(Data):
····················

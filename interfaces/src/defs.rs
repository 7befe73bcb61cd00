use async_trait::async_trait;
use serde::{Deserialize, Serialize};
use std::fmt;

/// One caption line of a video transcript.
#[derive(Clone, Debug, PartialEq, Serialize, Deserialize)]
pub struct TranscriptSegment {
    /// Seconds from the start of the video.
    pub start: f64,
    pub duration: f64,
    pub text: String,
}

#[derive(Clone, Debug, Default, PartialEq, Serialize, Deserialize)]
pub struct Transcript {
    pub segments: Vec<TranscriptSegment>,
}

impl Transcript {
    pub fn new(segments: Vec<TranscriptSegment>) -> Self {
        Self { segments }
    }

    /// Plain text of the whole transcript, one space between segments.
    pub fn text(&self) -> String {
        self.segments
            .iter()
            .map(|segment| segment.text.trim())
            .filter(|text| !text.is_empty())
            .collect::<Vec<_>>()
            .join(" ")
    }

    pub fn is_empty(&self) -> bool {
        self.segments.is_empty()
    }
}

#[derive(Clone, Debug, PartialEq, Serialize, Deserialize)]
pub struct KeyMoment {
    /// Seconds from the start of the video.
    pub offset: f64,
    pub label: String,
}

#[derive(Clone, Copy, Debug, PartialEq, Eq, Hash, PartialOrd, Ord, Serialize, Deserialize)]
#[serde(rename_all = "lowercase")]
pub enum ChannelKind {
    Discord,
    Slack,
    Telegram,
}

impl ChannelKind {
    pub fn as_str(&self) -> &'static str {
        match self {
            ChannelKind::Discord => "discord",
            ChannelKind::Slack => "slack",
            ChannelKind::Telegram => "telegram",
        }
    }
}

impl fmt::Display for ChannelKind {
    fn fmt(&self, f: &mut fmt::Formatter<'_>) -> fmt::Result {
        f.write_str(self.as_str())
    }
}

impl std::str::FromStr for ChannelKind {
    type Err = String;

    fn from_str(value: &str) -> Result<Self, Self::Err> {
        match value.trim().to_ascii_lowercase().as_str() {
            "discord" => Ok(ChannelKind::Discord),
            "slack" => Ok(ChannelKind::Slack),
            "telegram" => Ok(ChannelKind::Telegram),
            other => Err(format!("unknown notification channel '{}'", other)),
        }
    }
}

/// What gets delivered to a chat platform for one finished video.
#[derive(Clone, Debug, PartialEq, Serialize, Deserialize)]
pub struct NotificationPayload {
    pub video_id: String,
    pub title: String,
    pub body: String,
    pub url: String,
    pub channel_name: String,
    pub thumbnail: Option<String>,
}

/// Coarse classification driving the retry decision.
#[derive(Clone, Copy, Debug, PartialEq, Eq, Hash, Serialize, Deserialize)]
#[serde(rename_all = "snake_case")]
pub enum FailureKind {
    /// Network, timeout or rate limit. Worth another attempt.
    Transient,
    /// The content itself cannot be processed (no transcript, restricted, policy).
    PermanentContent,
    /// Missing or rejected credentials, unknown endpoint configuration.
    Configuration,
}

impl FailureKind {
    pub fn is_retryable(&self) -> bool {
        matches!(self, FailureKind::Transient)
    }

    pub fn as_str(&self) -> &'static str {
        match self {
            FailureKind::Transient => "transient",
            FailureKind::PermanentContent => "permanent_content",
            FailureKind::Configuration => "configuration",
        }
    }
}

impl fmt::Display for FailureKind {
    fn fmt(&self, f: &mut fmt::Formatter<'_>) -> fmt::Result {
        f.write_str(self.as_str())
    }
}

#[derive(Clone, Debug, PartialEq, thiserror::Error)]
pub enum CapabilityError {
    #[error("Not available: {0}")]
    NotAvailable(String),

    #[error("Restricted: {0}")]
    Restricted(String),

    #[error("Transient error: {0}")]
    Transient(String),

    #[error("Content policy rejection: {0}")]
    ContentPolicy(String),

    #[error("Authorization failed: {0}")]
    Auth(String),

    #[error("Invalid input: {0}")]
    InvalidInput(String),

    #[error("Configuration error: {0}")]
    Configuration(String),
}

impl CapabilityError {
    pub fn kind(&self) -> FailureKind {
        match self {
            CapabilityError::Transient(_) => FailureKind::Transient,
            CapabilityError::NotAvailable(_)
            | CapabilityError::Restricted(_)
            | CapabilityError::ContentPolicy(_)
            | CapabilityError::InvalidInput(_) => FailureKind::PermanentContent,
            CapabilityError::Auth(_) | CapabilityError::Configuration(_) => FailureKind::Configuration,
        }
    }
}

pub type CapabilityResult<T> = Result<T, CapabilityError>;

#[async_trait]
pub trait TranscriptSource: Send + Sync {
    async fn fetch_transcript(&self, video_id: &str) -> CapabilityResult<Transcript>;
}

#[async_trait]
pub trait Summarizer: Send + Sync {
    async fn summarize(&self, text: &str, max_length: usize) -> CapabilityResult<String>;
}

#[async_trait]
pub trait KeyMomentExtractor: Send + Sync {
    /// Moments come back ordered by offset.
    async fn extract_key_moments(&self, transcript: &Transcript, count: usize) -> CapabilityResult<Vec<KeyMoment>>;
}

#[async_trait]
pub trait NotificationDispatcher: Send + Sync {
    async fn dispatch_notification(&self, channel_kind: ChannelKind, payload: &NotificationPayload) -> CapabilityResult<()>;
}

// Object style note:
// Implementations are called once per video per stage attempt and must not
// retry on their own; the pipeline owns the retry budget and the timeout.
// Keep them stateless where possible so a single instance can be shared
// across concurrently processed channels.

····················

(Exercise): Scan the listing for the word "processed". Copy every line in which it appears.

(Response for this exercise):
    /// The content itself cannot be processed (no transcript, restricted, policy).
// across concurrently processed channels.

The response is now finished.